Re: [hackers] [sbase][PATCH] Add implementation of tac(1)
Hi, As this is a topic more about sbase/ubase organization more than about patches I am going to move the discussion to the dev mailing list. Please, answer there instead of here in hackers. Regards,
Re: [hackers] [sbase][PATCH] Add implementation of tac(1)
Hi, I was thinking about what to do with these patches adding new commands. They raised a concern about what should be the scope of sbase. The idea of sbase was to provide a minimal portable POSIX base, while having ubase for the POSIX commands that cannot be implemented in a portable way. Saying that, it is obvious that there are programs in sbase that are not part of POSIX: - md5sum - sha256sum - sha384sum - sha512sum - sponge - sync - tar - install and maybe some others. At this point is not clear to me what to do with tools like tac or shuf. There was a small discussion about this topic in the irc channel, and it was proposed to add a 3rd repository to contain all these tools that are not part of POSIX (a bit like the moretools package).
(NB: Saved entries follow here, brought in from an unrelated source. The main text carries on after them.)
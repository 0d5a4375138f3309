//! The built-in function library (§6.3): a fixed set of native functions
//! bound into every VM's global scope before a script runs. Each one is a
//! thin wrapper around the same equality/ordering/display rules `Value`
//! already implements, so the library never duplicates core semantics.

use crate::error::RuntimeError;
use crate::native::native_fn;
use crate::scope::ScopeRef;
use crate::value::Value;

/// Binds every standard library function into `scope`. Called once, on a
/// freshly constructed global scope, before `Vm::load`.
pub(crate) fn install(scope: &ScopeRef) {
    for (name, value) in builtins() {
        scope.define(name, value, true);
    }
}

fn builtins() -> Vec<(&'static str, Value)> {
    vec![
        ("len", native_fn("len", len)),
        ("str", native_fn("str", str_fn)),
        ("int", native_fn("int", int_fn)),
        ("float", native_fn("float", float_fn)),
        ("typeof", native_fn("typeof", typeof_fn)),
        ("push", native_fn("push", push)),
        ("pop", native_fn("pop", pop)),
        ("keys", native_fn("keys", keys)),
        ("values", native_fn("values", values)),
        ("hasKey", native_fn("hasKey", has_key)),
        ("abs", native_fn("abs", abs)),
        ("min", native_fn("min", min)),
        ("max", native_fn("max", max)),
        ("contains", native_fn("contains", contains)),
        ("incl", native_fn("incl", incl)),
        ("excl", native_fn("excl", excl)),
        ("card", native_fn("card", card)),
        ("del", native_fn("del", del)),
    ]
}

fn arity(args: &[Value], expected: usize) -> crate::error::Result<()> {
    if args.len() != expected {
        return Err(RuntimeError::arity_mismatch(expected, args.len(), 0, 0).into());
    }
    Ok(())
}

fn type_error(name: &str, got: &Value) -> crate::error::Error {
    RuntimeError::new(format!("{name} does not accept a {}", got.type_name()), 0, 0).into()
}

fn len(args: &[Value]) -> crate::error::Result<Value> {
    arity(args, 1)?;
    let n = match &args[0] {
        Value::Array(items) => items.borrow().len(),
        Value::Set(items) => items.borrow().len(),
        Value::Str(s) => s.chars().count(),
        Value::Table(entries) => entries.borrow().len(),
        other => return Err(type_error("len", other)),
    };
    Ok(Value::Int(n as i64))
}

fn str_fn(args: &[Value]) -> crate::error::Result<Value> {
    arity(args, 1)?;
    Ok(Value::str(args[0].display_string()))
}

fn int_fn(args: &[Value]) -> crate::error::Result<Value> {
    arity(args, 1)?;
    let n = match &args[0] {
        Value::Int(n) => *n,
        Value::Float(n) => *n as i64,
        Value::Str(s) => s
            .trim()
            .parse::<i64>()
            .map_err(|_| RuntimeError::new(format!("Cannot parse '{s}' as an int"), 0, 0))?,
        other => return Err(type_error("int", other)),
    };
    Ok(Value::Int(n))
}

fn float_fn(args: &[Value]) -> crate::error::Result<Value> {
    arity(args, 1)?;
    let n = match &args[0] {
        Value::Int(n) => *n as f64,
        Value::Float(n) => *n,
        Value::Str(s) => s
            .trim()
            .parse::<f64>()
            .map_err(|_| RuntimeError::new(format!("Cannot parse '{s}' as a float"), 0, 0))?,
        other => return Err(type_error("float", other)),
    };
    Ok(Value::Float(n))
}

fn typeof_fn(args: &[Value]) -> crate::error::Result<Value> {
    arity(args, 1)?;
    Ok(Value::str(args[0].type_name()))
}

fn push(args: &[Value]) -> crate::error::Result<Value> {
    arity(args, 2)?;
    match &args[0] {
        Value::Array(items) => {
            items.borrow_mut().push(args[1].clone());
            Ok(Value::Nil)
        }
        other => Err(type_error("push", other)),
    }
}

fn pop(args: &[Value]) -> crate::error::Result<Value> {
    arity(args, 1)?;
    match &args[0] {
        Value::Array(items) => items
            .borrow_mut()
            .pop()
            .ok_or_else(|| RuntimeError::new("Cannot pop from an empty array", 0, 0).into()),
        other => Err(type_error("pop", other)),
    }
}

fn keys(args: &[Value]) -> crate::error::Result<Value> {
    arity(args, 1)?;
    match &args[0] {
        Value::Table(entries) => Ok(Value::array(entries.borrow().keys().map(|k| Value::str(k.as_str())).collect())),
        other => Err(type_error("keys", other)),
    }
}

fn values(args: &[Value]) -> crate::error::Result<Value> {
    arity(args, 1)?;
    match &args[0] {
        Value::Table(entries) => Ok(Value::array(entries.borrow().values().cloned().collect())),
        other => Err(type_error("values", other)),
    }
}

fn has_key(args: &[Value]) -> crate::error::Result<Value> {
    arity(args, 2)?;
    match (&args[0], &args[1]) {
        (Value::Table(entries), Value::Str(key)) => Ok(Value::Bool(entries.borrow().contains_key(key.as_ref()))),
        (other, Value::Str(_)) => Err(type_error("hasKey", other)),
        (_, other) => Err(RuntimeError::new(format!("hasKey expects a string key, got {}", other.type_name()), 0, 0).into()),
    }
}

fn abs(args: &[Value]) -> crate::error::Result<Value> {
    arity(args, 1)?;
    match &args[0] {
        Value::Int(n) => Ok(Value::Int(n.wrapping_abs())),
        Value::Float(n) => Ok(Value::Float(n.abs())),
        other => Err(type_error("abs", other)),
    }
}

fn min(args: &[Value]) -> crate::error::Result<Value> {
    arity(args, 2)?;
    pairwise(&args[0], &args[1], std::cmp::Ordering::Less)
}

fn max(args: &[Value]) -> crate::error::Result<Value> {
    arity(args, 2)?;
    pairwise(&args[0], &args[1], std::cmp::Ordering::Greater)
}

fn pairwise(a: &Value, b: &Value, keep: std::cmp::Ordering) -> crate::error::Result<Value> {
    let ordering = a.compare(b, 0, 0)?;
    if ordering == keep {
        Ok(a.clone())
    } else {
        Ok(b.clone())
    }
}

fn contains(args: &[Value]) -> crate::error::Result<Value> {
    arity(args, 2)?;
    let found = match &args[0] {
        Value::Array(items) => items.borrow().iter().any(|v| v.equals(&args[1])),
        Value::Set(items) => items.borrow().iter().any(|v| v.equals(&args[1])),
        Value::Table(entries) => match &args[1] {
            Value::Str(key) => entries.borrow().contains_key(key.as_ref()),
            _ => false,
        },
        Value::Str(s) => match &args[1] {
            Value::Str(needle) => s.contains(needle.as_ref()),
            _ => false,
        },
        other => return Err(type_error("contains", other)),
    };
    Ok(Value::Bool(found))
}

fn incl(args: &[Value]) -> crate::error::Result<Value> {
    arity(args, 2)?;
    match &args[0] {
        Value::Set(items) => {
            let mut items = items.borrow_mut();
            if !items.iter().any(|v| v.equals(&args[1])) {
                items.push(args[1].clone());
            }
            Ok(Value::Nil)
        }
        other => Err(type_error("incl", other)),
    }
}

fn excl(args: &[Value]) -> crate::error::Result<Value> {
    arity(args, 2)?;
    match &args[0] {
        Value::Set(items) => {
            items.borrow_mut().retain(|v| !v.equals(&args[1]));
            Ok(Value::Nil)
        }
        other => Err(type_error("excl", other)),
    }
}

fn card(args: &[Value]) -> crate::error::Result<Value> {
    arity(args, 1)?;
    match &args[0] {
        Value::Set(items) => Ok(Value::Int(items.borrow().len() as i64)),
        other => Err(type_error("card", other)),
    }
}

fn del(args: &[Value]) -> crate::error::Result<Value> {
    arity(args, 2)?;
    match (&args[0], &args[1]) {
        (Value::Table(entries), Value::Str(key)) => {
            entries.borrow_mut().shift_remove(key.as_ref());
            Ok(Value::Nil)
        }
        (other, Value::Str(_)) => Err(type_error("del", other)),
        (_, other) => Err(RuntimeError::new(format!("del expects a string key, got {}", other.type_name()), 0, 0).into()),
    }
}

#[cfg(test)]
mod tests {
    use super::*;
    use crate::scope::ScopeRef;

    fn bound() -> ScopeRef {
        let scope = ScopeRef::new_global();
        install(&scope);
        scope
    }

    #[test]
    fn len_counts_array_string_table() {
        let scope = bound();
        let Some(Value::Native(len)) = scope.lookup("len") else { panic!() };
        assert!(matches!((len.func)(&[Value::array(vec![Value::Int(1), Value::Int(2)])]), Ok(Value::Int(2))));
        assert!(matches!((len.func)(&[Value::str("hi")]), Ok(Value::Int(2))));
    }

    #[test]
    fn push_pop_round_trip() {
        let scope = bound();
        let Some(Value::Native(push_fn)) = scope.lookup("push") else { panic!() };
        let Some(Value::Native(pop_fn)) = scope.lookup("pop") else { panic!() };
        let arr = Value::array(vec![Value::Int(1)]);
        (push_fn.func)(&[arr.clone(), Value::Int(2)]).unwrap();
        let Value::Array(items) = &arr else { panic!() };
        assert_eq!(items.borrow().len(), 2);
        let popped = (pop_fn.func)(&[arr.clone()]).unwrap();
        assert!(matches!(popped, Value::Int(2)));
    }

    #[test]
    fn pop_empty_array_errors() {
        let scope = bound();
        let Some(Value::Native(pop_fn)) = scope.lookup("pop") else { panic!() };
        assert!((pop_fn.func)(&[Value::array(vec![])]).is_err());
    }

    #[test]
    fn set_incl_excl_card() {
        let scope = bound();
        let Some(Value::Native(incl_fn)) = scope.lookup("incl") else { panic!() };
        let Some(Value::Native(excl_fn)) = scope.lookup("excl") else { panic!() };
        let Some(Value::Native(card_fn)) = scope.lookup("card") else { panic!() };
        let set = Value::set(vec![Value::Int(1)]);
        (incl_fn.func)(&[set.clone(), Value::Int(2)]).unwrap();
        assert!(matches!((card_fn.func)(&[set.clone()]), Ok(Value::Int(2))));
        (excl_fn.func)(&[set.clone(), Value::Int(1)]).unwrap();
        assert!(matches!((card_fn.func)(&[set.clone()]), Ok(Value::Int(1))));
    }

    #[test]
    fn min_max_use_compare_rules() {
        let scope = bound();
        let Some(Value::Native(min_fn)) = scope.lookup("min") else { panic!() };
        let Some(Value::Native(max_fn)) = scope.lookup("max") else { panic!() };
        assert!(matches!((min_fn.func)(&[Value::Int(3), Value::Float(1.5)]), Ok(Value::Float(f)) if f == 1.5));
        assert!(matches!((max_fn.func)(&[Value::Int(3), Value::Float(1.5)]), Ok(Value::Int(3))));
    }

    #[test]
    fn has_key_and_del() {
        let scope = bound();
        let Some(Value::Native(has_key_fn)) = scope.lookup("hasKey") else { panic!() };
        let Some(Value::Native(del_fn)) = scope.lookup("del") else { panic!() };
        let table = Value::table(vec![("a".into(), Value::Int(1))]);
        assert!(matches!((has_key_fn.func)(&[table.clone(), Value::str("a")]), Ok(Value::Bool(true))));
        (del_fn.func)(&[table.clone(), Value::str("a")]).unwrap();
        assert!(matches!((has_key_fn.func)(&[table.clone(), Value::str("a")]), Ok(Value::Bool(false))));
    }
}
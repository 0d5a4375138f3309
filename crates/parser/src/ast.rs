use crate::node::Node;
use wisp_lexer::Span;

/// An index into an [`Ast`]'s node arena.
///
/// Indices are only meaningful relative to the `Ast` that produced them;
/// mixing indices from two different `Ast`s is a logic error.
pub type AstIndex = usize;

/// A node paired with the span of source it was parsed from.
#[derive(Clone, Debug, PartialEq)]
pub struct AstNode {
    /// The parsed node
    pub node: Node,
    /// Where in the source this node came from
    pub span: Span,
}

/// The tree produced by the parser: a flat arena of [`AstNode`]s plus the
/// index of the top-level [`Node::Program`].
///
/// `Ast` is cheap to share: `wisp_runtime`'s frames hold an `Rc<Ast>` plus
/// `AstIndex`/`Vec<AstIndex>` pointers into it, so re-entering a loop body or
/// retiring a function frame never re-allocates AST data.
#[derive(Clone, Debug, Default)]
pub struct Ast {
    nodes: Vec<AstNode>,
    root: AstIndex,
}

impl Ast {
    /// Creates an empty AST; [`Ast::set_root`] should be called once parsing
    /// completes.
    pub fn new() -> Self {
        Self::default()
    }

    /// Appends a node to the arena, returning its index.
    pub fn push(&mut self, node: Node, span: Span) -> AstIndex {
        self.nodes.push(AstNode { node, span });
        self.nodes.len() - 1
    }

    /// Sets the index of the top-level [`Node::Program`] node.
    pub fn set_root(&mut self, root: AstIndex) {
        self.root = root;
    }

    /// The index of the top-level [`Node::Program`] node.
    pub fn root(&self) -> AstIndex {
        self.root
    }

    /// Looks up a node by index.
    ///
    /// # Panics
    /// Panics if `index` wasn't produced by this `Ast`.
    pub fn node(&self, index: AstIndex) -> &AstNode {
        &self.nodes[index]
    }

    /// The number of nodes in the arena.
    pub fn len(&self) -> usize {
        self.nodes.len()
    }

    pub fn is_empty(&self) -> bool {
        self.nodes.is_empty()
    }
}
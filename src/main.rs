//! hourbook main entrypoint.

use hourbook::run;

fn main() {
    println!();
    if let Err(e) = run() {
        eprintln!("Error: {}", e);
        std::process::exit(1);
    }
}
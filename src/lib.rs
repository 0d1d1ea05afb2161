//! hourbook library root.
//! Exposes CLI parser, high-level run() function, and internal modules.

pub mod auth;
pub mod cli;
pub mod config;
pub mod core;
pub mod db;
pub mod errors;
pub mod export;
pub mod models;
pub mod ui;
pub mod utils;

use clap::Parser;
use cli::parser::{Cli, Commands};
use config::Config;
use errors::AppResult;

/// Central command dispatcher
pub fn dispatch(cli: &Cli, cfg: &Config) -> AppResult<()> {
    match &cli.command {
        Commands::Init { .. } => cli::commands::init::handle(cli, cfg),
        Commands::Employee(_) => cli::commands::employee::handle(cli, cfg),
        Commands::Project(_) => cli::commands::project::handle(cli, cfg),
        Commands::Hours(_) => cli::commands::hours::handle(cli, cfg),
        Commands::Stats { .. } => cli::commands::stats::handle(cli, cfg),
        Commands::Report { .. } => cli::commands::report::handle(cli, cfg),
        Commands::Export { .. } => cli::commands::export::handle(cli, cfg),
        Commands::Backup { .. } => cli::commands::backup::handle(cli, cfg),
        Commands::Log { .. } => cli::commands::log::handle(cli, cfg),
        Commands::Db { .. } => cli::commands::db::handle(cli, cfg),
        Commands::Config { .. } => cli::commands::config::handle(cli, cfg),
    }
}

/// Entry point used by main.rs
pub fn run() -> AppResult<()> {
    let cli = Cli::parse();

    // load config once
    let mut cfg = Config::load();

    // apply DB override from the command line
    if let Some(custom_db) = &cli.db {
        cfg.database = custom_db.clone();
    }

    dispatch(&cli, &cfg)
}
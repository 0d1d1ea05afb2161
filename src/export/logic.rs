// src/export/logic.rs

use crate::auth::Admin;
use crate::db::log::oplog;
use crate::errors::AppResult;
use crate::export::ExportFormat;
use crate::export::fs_utils::ensure_writable;
use crate::export::model::HourExport;
use crate::export::range::parse_range;
use crate::ui::messages::warning;
use crate::utils::date::month_name;
use crate::utils::path::resolve_output_path;

use crate::export::json_csv::{export_csv, export_json};
use crate::export::pdf_export::export_pdf;
use crate::export::xlsx::export_xlsx;
use chrono::NaiveDate;
use rusqlite::{Connection, Row, params};

/// High level export logic.
pub struct ExportLogic;

impl ExportLogic {
    /// Export the logged hours.
    ///
    /// - `format`: csv | json | xlsx | pdf
    /// - `file`: output path, relative paths resolve against the cwd
    /// - `range`: `None`, `"all"` or expressions like:
    ///   - `YYYY`
    ///   - `YYYY-MM`
    ///   - `YYYY-MM-DD`
    ///   - `YYYY:YYYY`
    ///   - `YYYY-MM:YYYY-MM`
    ///   - `YYYY-MM-DD:YYYY-MM-DD`
    pub fn export(
        conn: &Connection,
        admin: &Admin,
        format: ExportFormat,
        file: &str,
        range: &Option<String>,
        force: bool,
    ) -> AppResult<()> {
        let path = resolve_output_path(file)?;

        ensure_writable(&path, force)?;

        let date_bounds: Option<(NaiveDate, NaiveDate)> = match range {
            None => None,
            Some(r) if r.eq_ignore_ascii_case("all") => None,
            Some(r) => Some(parse_range(r)?),
        };

        let records = load_hours(conn, date_bounds)?;

        if records.is_empty() {
            warning("⚠️  No hour records found for selected range.");
            return Ok(());
        }

        match format {
            ExportFormat::Csv => export_csv(&records, &path)?,
            ExportFormat::Json => export_json(&records, &path)?,
            ExportFormat::Xlsx => export_xlsx(&records, &path)?,
            ExportFormat::Pdf => {
                let title = build_pdf_title(range);
                export_pdf(&records, &path, &title)?
            }
        }

        oplog(
            conn,
            "export",
            format.as_str(),
            &format!(
                "Exported {} hour records to {} by {}",
                records.len(),
                path.display(),
                admin.username
            ),
        )?;

        Ok(())
    }
}

/// Build the PDF title from the selected period.
fn build_pdf_title(period: &Option<String>) -> String {
    // No period means everything
    let Some(p) = period else {
        return "Logged hours".to_string();
    };
    if p.eq_ignore_ascii_case("all") {
        return "Logged hours".to_string();
    }

    // Spans keep both endpoints verbatim
    if let Some((from, to)) = p.split_once(':') {
        return format!("Logged hours from {} to {}", from, to);
    }

    match p.len() {
        4 => {
            // YYYY
            format!("Logged hours for year {}", p)
        }

        7 => {
            // YYYY-MM
            let parts: Vec<&str> = p.split('-').collect();
            let month = parts.get(1).and_then(|m| m.parse::<u32>().ok());
            match month {
                Some(m) if (1..=12).contains(&m) => {
                    format!("Logged hours for {} {}", month_name(m), parts[0])
                }
                _ => "Logged hours".to_string(),
            }
        }

        10 => {
            // YYYY-MM-DD
            format!("Logged hours for {}", p)
        }

        _ => "Logged hours".to_string(),
    }
}

/// Load hour records joined with their employee and project.
fn load_hours(
    conn: &Connection,
    bounds: Option<(NaiveDate, NaiveDate)>,
) -> AppResult<Vec<HourExport>> {
    const SELECT: &str = "SELECT hr.id,
            e.first_name || ' ' || e.last_name AS employee,
            e.phone_number,
            p.name AS project,
            p.date AS project_date,
            hr.hours_worked,
            hr.created_at,
            hr.updated_at
     FROM hour_records hr
     JOIN employees e ON e.id = hr.employee_id
     JOIN projects  p ON p.id = hr.project_id";

    let mut records = Vec::new();

    match bounds {
        None => {
            let sql = format!("{SELECT} ORDER BY p.date ASC, hr.id ASC");
            let mut stmt = conn.prepare(&sql)?;
            let rows = stmt.query_map([], map_row)?;
            for r in rows {
                records.push(r?);
            }
        }
        Some((start, end)) => {
            let start_str = start.format("%Y-%m-%d").to_string();
            let end_str = end.format("%Y-%m-%d").to_string();

            let sql = format!(
                "{SELECT} WHERE p.date BETWEEN ?1 AND ?2 ORDER BY p.date ASC, hr.id ASC"
            );
            let mut stmt = conn.prepare(&sql)?;
            let rows = stmt.query_map(params![start_str, end_str], map_row)?;
            for r in rows {
                records.push(r?);
            }
        }
    }

    Ok(records)
}

/// DB row → HourExport, shared by both query branches.
fn map_row(row: &Row<'_>) -> rusqlite::Result<HourExport> {
    Ok(HourExport {
        id: row.get(0)?,
        employee: row.get(1)?,
        phone_number: row.get(2)?,
        project: row.get(3)?,
        project_date: row.get(4)?,
        hours_worked: row.get(5)?,
        created_at: row.get(6)?,
        updated_at: row.get(7)?,
    })
}

#[cfg(test)]
mod tests {
    use super::*;

    #[test]
    fn title_for_whole_dataset() {
        assert_eq!(build_pdf_title(&None), "Logged hours");
        assert_eq!(build_pdf_title(&Some("all".to_string())), "Logged hours");
    }

    #[test]
    fn title_names_the_period() {
        assert_eq!(
            build_pdf_title(&Some("2025".to_string())),
            "Logged hours for year 2025"
        );
        assert_eq!(
            build_pdf_title(&Some("2025-03".to_string())),
            "Logged hours for March 2025"
        );
        assert_eq!(
            build_pdf_title(&Some("2025-03-14".to_string())),
            "Logged hours for 2025-03-14"
        );
        assert_eq!(
            build_pdf_title(&Some("2025-01:2025-06".to_string())),
            "Logged hours from 2025-01 to 2025-06"
        );
    }
}
use crate::cli::commands::open_authenticated;
use crate::cli::parser::{Cli, Commands};
use crate::config::Config;
use crate::db::stats;
use crate::errors::AppResult;
use crate::ui::messages::warning;
use crate::utils::colors::{CYAN, GREEN, RESET};
use crate::utils::date::month_name;

pub fn handle(cli: &Cli, cfg: &Config) -> AppResult<()> {
    if let Commands::Stats { month, year } = &cli.command {
        let (pool, admin) = open_authenticated(cli, cfg)?;

        let month = match month {
            Some(m) if !(1..=12).contains(m) => {
                warning(format!("Ignoring invalid month filter '{}'.", m));
                None
            }
            other => *other,
        };

        let s = stats::statistics(&pool.conn, &admin, month, *year)?;

        let period = match (s.month, s.year) {
            (Some(m), Some(y)) => format!("{} {}", month_name(m), y),
            (Some(m), None) => format!("{} of every year", month_name(m)),
            (None, Some(y)) => format!("year {}", y),
            (None, None) => "full archive".to_string(),
        };

        println!();
        println!("📊 Statistics ({}):", period);
        println!(
            "{}• Employees:{} {}{}{}",
            CYAN, RESET, GREEN, s.total_employees, RESET
        );
        println!(
            "{}• Projects:{} {}{}{}",
            CYAN, RESET, GREEN, s.total_projects, RESET
        );
        println!("{}• Total hours:{} {:.2}", CYAN, RESET, s.total_hours);
        println!();
    }

    Ok(())
}
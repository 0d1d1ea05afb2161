use crate::cli::commands::open_authenticated;
use crate::cli::parser::{Cli, Commands};
use crate::config::Config;
use crate::core::log::LogLogic;
use crate::errors::AppResult;

pub fn handle(cli: &Cli, cfg: &Config) -> AppResult<()> {
    if matches!(cli.command, Commands::Log { print: true }) {
        let (pool, _admin) = open_authenticated(cli, cfg)?;
        LogLogic::print_log(&pool.conn)?;
    }

    Ok(())
}
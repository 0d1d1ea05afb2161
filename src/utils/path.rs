//! Path utilities: expand ~, resolve output targets relative to the cwd.

use std::path::PathBuf;

pub fn expand_tilde(path: &str) -> PathBuf {
    if path.starts_with("~/")
        && let Some(home) = dirs::home_dir()
    {
        return home.join(path.trim_start_matches("~/"));
    }
    PathBuf::from(path)
}

/// Resolve a user-supplied output path. Relative paths are anchored
/// at the current working directory.
pub fn resolve_output_path(path: &str) -> std::io::Result<PathBuf> {
    let expanded = expand_tilde(path);
    if expanded.is_absolute() {
        Ok(expanded)
    } else {
        Ok(std::env::current_dir()?.join(expanded))
    }
}

#[cfg(test)]
mod tests {
    use super::*;

    #[test]
    fn absolute_paths_pass_through() {
        let p = resolve_output_path("/tmp/out.pdf").unwrap();
        assert_eq!(p, PathBuf::from("/tmp/out.pdf"));
    }

    #[test]
    fn relative_paths_are_anchored() {
        let p = resolve_output_path("out.pdf").unwrap();
        assert!(p.is_absolute());
        assert!(p.ends_with("out.pdf"));
    }
}
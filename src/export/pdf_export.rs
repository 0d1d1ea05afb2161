// src/export/pdf_export.rs

use crate::errors::{AppError, AppResult};
use crate::export::model::{get_headers, records_to_table};
use crate::export::pdf::PdfManager;
use crate::export::{HourExport, notify_export_success};
use crate::ui::messages::info;
use std::io;
use std::path::Path;

/// Export PDF through PdfManager and the generated table.
pub(crate) fn export_pdf(records: &[HourExport], path: &Path, title: &str) -> AppResult<()> {
    info(format!("Exporting to PDF: {}", path.display()));

    let headers = get_headers();
    let data_vec = records_to_table(records);

    let mut pdf = PdfManager::new();
    pdf.write_table(title, &headers, &data_vec);

    pdf.save(path)
        .map_err(|e| AppError::from(io::Error::other(format!("PDF export error: {e}"))))?;

    notify_export_success("PDF", path);
    Ok(())
}
//! High-level logic for `hours record`: resolve both parents, then
//! create-or-overwrite the record for the pair.

use crate::auth::Admin;
use crate::db;
use crate::errors::{AppError, AppResult};
use crate::models::hour_record::HourRecord;
use rusqlite::Connection;

pub struct RecordHoursLogic;

impl RecordHoursLogic {
    pub fn apply(
        conn: &Connection,
        admin: &Admin,
        employee_id: i64,
        project_id: i64,
        hours: Option<f64>,
    ) -> AppResult<HourRecord> {
        let hours = hours.unwrap_or(0.0);
        if !hours.is_finite() || hours < 0.0 {
            return Err(AppError::InvalidInput(format!(
                "hours must be a finite, non-negative number (got {})",
                hours
            )));
        }

        // Resolve parents first so a dangling id surfaces as NotFound
        // instead of a foreign key failure.
        let employee = db::employees::get_employee(conn, admin, employee_id)?;
        let project = db::projects::get_project(conn, admin, project_id)?;

        db::hours::upsert_hours(conn, admin, employee.id, project.id, hours)
    }
}
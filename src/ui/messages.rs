//! Colored status lines for the CLI.

use std::fmt;

/// ANSI colors
const RESET: &str = "\x1b[0m";
const BOLD: &str = "\x1b[1m";

const FG_BLUE: &str = "\x1b[34m";
const FG_GREEN: &str = "\x1b[32m";
const FG_YELLOW: &str = "\x1b[33m";
const FG_RED: &str = "\x1b[31m";

/// Icons
const ICON_INFO: &str = "ℹ️";
const ICON_OK: &str = "✅";
const ICON_WARN: &str = "⚠️";
const ICON_ERR: &str = "❌";

fn paint(color: &str, icon: &str, msg: impl fmt::Display) -> String {
    format!("{}{}{} {}{}", color, BOLD, icon, RESET, msg)
}

pub fn info<T: fmt::Display>(msg: T) {
    println!("{}", paint(FG_BLUE, ICON_INFO, msg));
}

pub fn success<T: fmt::Display>(msg: T) {
    println!("{}", paint(FG_GREEN, ICON_OK, msg));
}

pub fn warning<T: fmt::Display>(msg: T) {
    println!("{}", paint(FG_YELLOW, ICON_WARN, msg));
}

pub fn error<T: fmt::Display>(msg: T) {
    eprintln!("{}", paint(FG_RED, ICON_ERR, msg));
}
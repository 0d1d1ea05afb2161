use crate::cli::commands::open_authenticated;
use crate::cli::parser::{Cli, Commands};
use crate::config::Config;
use crate::core::backup::BackupLogic;
use crate::errors::AppResult;
use crate::export::fs_utils::ensure_writable;
use crate::ui::messages::success;
use crate::utils::path::resolve_output_path;

pub fn handle(cli: &Cli, cfg: &Config) -> AppResult<()> {
    if let Commands::Backup { file, compress } = &cli.command {
        let (pool, admin) = open_authenticated(cli, cfg)?;

        let dest = resolve_output_path(file)?;
        ensure_writable(&dest, false)?;

        let written = BackupLogic::backup(&pool.conn, &admin, cfg, &dest, *compress)?;
        success(format!("Backup written to {}", written.display()));
    }

    Ok(())
}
From my point of view, the main drawback of it is that it requires a 3rd -box program (currently we have sbase-box and ubase-box). The current situation it not good, because the two -box are not sharing the library, and the disk space is duplicated (main reason of -box is to minimize disk space for restricted environments), and a 3rd -box would make the situation even worse. But in the other hand, I don't want to add more non POSIX tools in sbase (in fact, I personally would like to remove the current non POSIX tools). I would like to move the discussion here and see what alternatives we have and how to proceed in this case. Regards,
Re: [hackers] [sbase][PATCH] Add implementation of tac(1)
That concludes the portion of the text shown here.